Check every line of the data below for "validate". Copy each one that has it.

[[ Data, beginning ]]

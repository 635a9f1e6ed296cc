//! Render settings
//!
//! Stroke and marker styling for every map layer. Loadable from JSON so a
//! caller can restyle output without rebuilding.

use serde::{Deserialize, Serialize};

use crate::consts::{
    DEATH_MARKER_SIZE, KILL_MARKER_SIZE, LANDING_MARKER_SIZE, PLANE_LEAVE_MARKER_SIZE,
};
use crate::error::{PipelineError, Result};
use crate::renderer::color::{Rgba, colors};

/// How a path is stroked
#[derive(Debug, Clone, PartialEq, Serialize, Deserialize)]
#[serde(default)]
pub struct StrokeStyle {
    pub color: Rgba,
    /// Line width in pixels
    pub width: f32,
    /// Alternating on/off lengths; empty draws a solid line
    pub dash: Vec<f32>,
    /// Extra width of the dark outline drawn under the stroke (0 = none)
    pub halo_width: f32,
    pub halo_color: Rgba,
}

impl Default for StrokeStyle {
    fn default() -> Self {
        Self {
            color: colors::PLAYER_PATH,
            width: 2.5,
            dash: Vec::new(),
            halo_width: 2.0,
            halo_color: colors::HALO,
        }
    }
}

/// How a point marker is drawn
#[derive(Debug, Clone, PartialEq, Serialize, Deserialize)]
#[serde(default)]
pub struct MarkerStyle {
    /// Edge length of the marker's bounding square
    pub size: f32,
    pub fill: Rgba,
    pub outline: Rgba,
    /// 0 disables the outline
    pub outline_width: f32,
}

impl Default for MarkerStyle {
    fn default() -> Self {
        Self {
            size: LANDING_MARKER_SIZE,
            fill: colors::MARKER_FILL,
            outline: colors::MARKER_OUTLINE,
            outline_width: 1.5,
        }
    }
}

/// Styling for a whole match render
#[derive(Debug, Clone, PartialEq, Serialize, Deserialize)]
#[serde(default)]
pub struct RenderSettings {
    // === Paths ===
    pub player_path: StrokeStyle,
    /// Aircraft exit to touchdown
    pub parachute_path: StrokeStyle,
    /// Flight line, extended across the map
    pub plane_path: StrokeStyle,

    // === Markers ===
    pub landing_marker: MarkerStyle,
    pub plane_leave_marker: MarkerStyle,
    pub kill_marker: MarkerStyle,
    pub death_marker: MarkerStyle,

    // === Zones ===
    /// Color laid over the area outside each blue-zone circle
    pub zone_tint: Rgba,

    // === Background ===
    /// Canvas size used when no map image is available
    pub blank_map_size: u32,
    pub blank_map_color: Rgba,
}

impl Default for RenderSettings {
    fn default() -> Self {
        Self {
            // Paths
            player_path: StrokeStyle::default(),
            parachute_path: StrokeStyle {
                color: colors::PARACHUTE_PATH,
                width: 2.0,
                dash: vec![2.5],
                ..Default::default()
            },
            plane_path: StrokeStyle {
                color: colors::PLANE_PATH,
                width: 2.0,
                dash: vec![8.0, 6.0],
                ..Default::default()
            },

            // Markers
            landing_marker: MarkerStyle::default(),
            plane_leave_marker: MarkerStyle {
                size: PLANE_LEAVE_MARKER_SIZE,
                fill: colors::PARACHUTE_PATH,
                ..Default::default()
            },
            kill_marker: MarkerStyle {
                size: KILL_MARKER_SIZE,
                outline_width: 1.0,
                ..Default::default()
            },
            death_marker: MarkerStyle {
                size: DEATH_MARKER_SIZE,
                fill: colors::DEATH_FILL,
                ..Default::default()
            },

            // Zones
            zone_tint: colors::ZONE_TINT,

            // Background
            blank_map_size: 1024,
            blank_map_color: colors::BLANK_MAP,
        }
    }
}

impl RenderSettings {
    /// Parse settings from JSON. Missing fields take their defaults.
    pub fn from_json(json: &str) -> Result<Self> {
        let settings: Self = serde_json::from_str(json)
            .map_err(|e| PipelineError::InvalidSettings(e.to_string()))?;
        settings.validate()?;
        log::info!("Loaded render settings");
        Ok(settings)
    }

    /// Reject styles the rasterizer cannot draw
    pub fn validate(&self) -> Result<()> {
        let strokes = [
            ("player_path", &self.player_path),
            ("parachute_path", &self.parachute_path),
            ("plane_path", &self.plane_path),
        ];
        for (name, style) in strokes {
            if !(style.width > 0.0) {
                return Err(PipelineError::InvalidSettings(format!(
                    "{name}.width must be positive, got {}",
                    style.width
                )));
            }
            if style.halo_width < 0.0 {
                return Err(PipelineError::InvalidSettings(format!(
                    "{name}.halo_width must not be negative"
                )));
            }
            if style.dash.iter().any(|d| !(*d >= 0.0)) {
                return Err(PipelineError::InvalidSettings(format!(
                    "{name}.dash entries must not be negative"
                )));
            }
        }

        let markers = [
            ("landing_marker", &self.landing_marker),
            ("plane_leave_marker", &self.plane_leave_marker),
            ("kill_marker", &self.kill_marker),
            ("death_marker", &self.death_marker),
        ];
        for (name, style) in markers {
            if !(style.size > 0.0) {
                return Err(PipelineError::InvalidSettings(format!(
                    "{name}.size must be positive, got {}",
                    style.size
                )));
            }
            if style.outline_width < 0.0 {
                return Err(PipelineError::InvalidSettings(format!(
                    "{name}.outline_width must not be negative"
                )));
            }
        }

        if self.blank_map_size == 0 {
            return Err(PipelineError::InvalidSettings(
                "blank_map_size must be positive".to_string(),
            ));
        }
        Ok(())
    }
}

[[ Data, end ]]

• **Exercise response**:
        settings.validate()?;
    pub fn validate(&self) -> Result<()> {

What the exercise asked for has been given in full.